PRP is an important treatment approach investigated in DFU. A systematic review with meta-analyses of 10 studies reported that PRP promotes chronic diabetic wound healing (RR = 1.32; 95%CI: 1.11-1.57, I2 = 15%) by reducing the volume and time of wound healing[160]. PRP may act via promoting the proliferation of wound cells, upregulation of cyclin A and cyclin-dependent kinase 4 proteins, modification of macrophage phenotype, reduction of TNF-α, enhancement of TGF-β and VEGF, increased secretion of fibroblast of collagen type I and III[161].

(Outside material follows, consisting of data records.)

// SPDX-License-Identifier: MIT

use thiserror::Error;

/// Supervisor-level failures that never reach [`dcrpm_core::CommandResult`]
/// because they mean we couldn't even try to run the command.
#[derive(Debug, Error)]
pub enum SupervisorError {
    #[error("empty argv")]
    EmptyArgv,
}
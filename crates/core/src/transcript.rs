// SPDX-License-Identifier: MIT

//! [`RunTranscript`] — the append-only record C4 writes to and C5 reads
//! from. Written only by the remediation state machine.

use serde::{Deserialize, Serialize};

use crate::repair::RepairRecord;
use crate::symptom::RpmSymptom;

/// Final classification of a run, per `spec.md` §4.4/§4.5.
#[derive(Debug, Clone, Copy, PartialEq, Eq, Serialize, Deserialize)]
#[serde(rename_all = "snake_case")]
pub enum RunStatus {
    /// A full pass was healthy and no repair was ever applied.
    Ok,
    /// Corruption was found and fully repaired.
    Remediated,
    /// `maxPasses` exhausted but the symptom set changed across passes.
    Partial,
    /// `maxPasses` exhausted with no progress, or a repair failed fatally.
    Failed,
    /// Invalid configuration; the run never reached a probe.
    ConfigError,
}

impl RunStatus {
    /// Exit code mapping from `spec.md` §4.5.
    pub fn exit_code(self) -> i32 {
        match self {
            RunStatus::Ok | RunStatus::Remediated => 0,
            RunStatus::Partial => 1,
            RunStatus::Failed => 2,
            RunStatus::ConfigError => 64,
        }
    }
}

crate::simple_display! {
    RunStatus {
        Ok => "OK",
        Remediated => "REMEDIATED",
        Partial => "PARTIAL",
        Failed => "FAILED",
        ConfigError => "CONFIG_ERROR",
    }
}

/// One probe→repair iteration.
#[derive(Debug, Clone, Serialize, Deserialize)]
pub struct PassRecord {
    pub pass_index: usize,
    pub symptom_observed: RpmSymptom,
    pub repairs_applied: Vec<RepairRecord>,
    pub post_repair_symptom: Option<RpmSymptom>,
}

impl PassRecord {
    pub fn new(pass_index: usize, symptom_observed: RpmSymptom) -> Self {
        Self { pass_index, symptom_observed, repairs_applied: Vec::new(), post_repair_symptom: None }
    }
}

/// The ordered sequence of passes plus the final status, per `spec.md` §3.
#[derive(Debug, Clone, Serialize, Deserialize)]
pub struct RunTranscript {
    pub passes: Vec<PassRecord>,
    pub status: RunStatus,
    /// Set when the overall deadline was exceeded mid-run.
    pub deadline_exceeded: bool,
    /// Set when a repair was skipped because `--dry-run` was passed.
    pub dry_run: bool,
}

impl RunTranscript {
    pub fn new(dry_run: bool) -> Self {
        Self { passes: Vec::new(), status: RunStatus::Ok, deadline_exceeded: false, dry_run }
    }

    /// Every repair action ever applied, in run order, flattened across
    /// passes — what the status line's `actions=[...]` lists.
    pub fn all_actions(&self) -> Vec<&RepairRecord> {
        self.passes.iter().flat_map(|p| p.repairs_applied.iter()).collect()
    }

    /// Count of distinct `REBUILD_DB` actions applied (not merely
    /// attempted-and-blocked), used to enforce the "at most one per run"
    /// invariant.
    pub fn rebuild_count(&self) -> usize {
        use crate::repair::{RepairAction, RepairOutcome};
        self.all_actions()
            .into_iter()
            .filter(|r| matches!(r.action, RepairAction::RebuildDb))
            .filter(|r| matches!(r.outcome, RepairOutcome::Succeeded | RepairOutcome::Simulated))
            .count()
    }
}

#[cfg(test)]
#[path = "transcript_tests.rs"]
mod tests;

A systematic review of 26 randomized controlled trials (RCTs) examined the usefulness of different recombinant proteins and growth factors in the treatment of DFU. EGF can be used as intralesional injection, topical cream, or gel. This meta-analysis reported that EGF significantly improves wound healing and the study failed to find a significant effect of EGF in reducing the risk of amputation[162]. Decreasing the level of circulating C-reactive protein, decreasing NFκB1, TNF-α, and IL-1a expression, and increasing the wound expression of platelet-derived growth factors (PDGF)-B, cyclin-dependent kinase 4, P21, TP53, angiopoietin 1, collagen 1A1, MMP-2, and TIMP-2 after the treatment with hEGF may be linked to its beneficial effect[161]. Recombinant human PDGF (rhPDGF) also exhibits their beneficial effect in several clinical studies[143,144], but few clinical studies also failed to find statistically significant effects of rhPDGF compared to the control group[163,164] when used to cure DFU. The effectiveness of PDGF may be related to the promotion of fibroblast and leukocyte migration, and synthesis of extracellular matrix[161]. FGF, a family of cell signaling proteins, is found to stimulate angiogenesis, induce fibroblasts proliferation, and promote wound healing. About 23 subtypes of FGF from 7 subfamilies were identified[165]. Some clinical studies have reported the beneficial effect of FGF in diabetic wound[145], some studies failed to report the advantageous effect of FGF over the placebo group[166], while clinical studies reported the beneficial effect of combined use of human EGF and acidic FGF on wound healing in the later stage[167]. Very few clinical studies evaluated the effectiveness of granulocyte-colony-stimulating factor, topical telbermin, epoetin-β, talactoferrin, TGF-β2 in the diabetic wound. But the results are inconsistent[162].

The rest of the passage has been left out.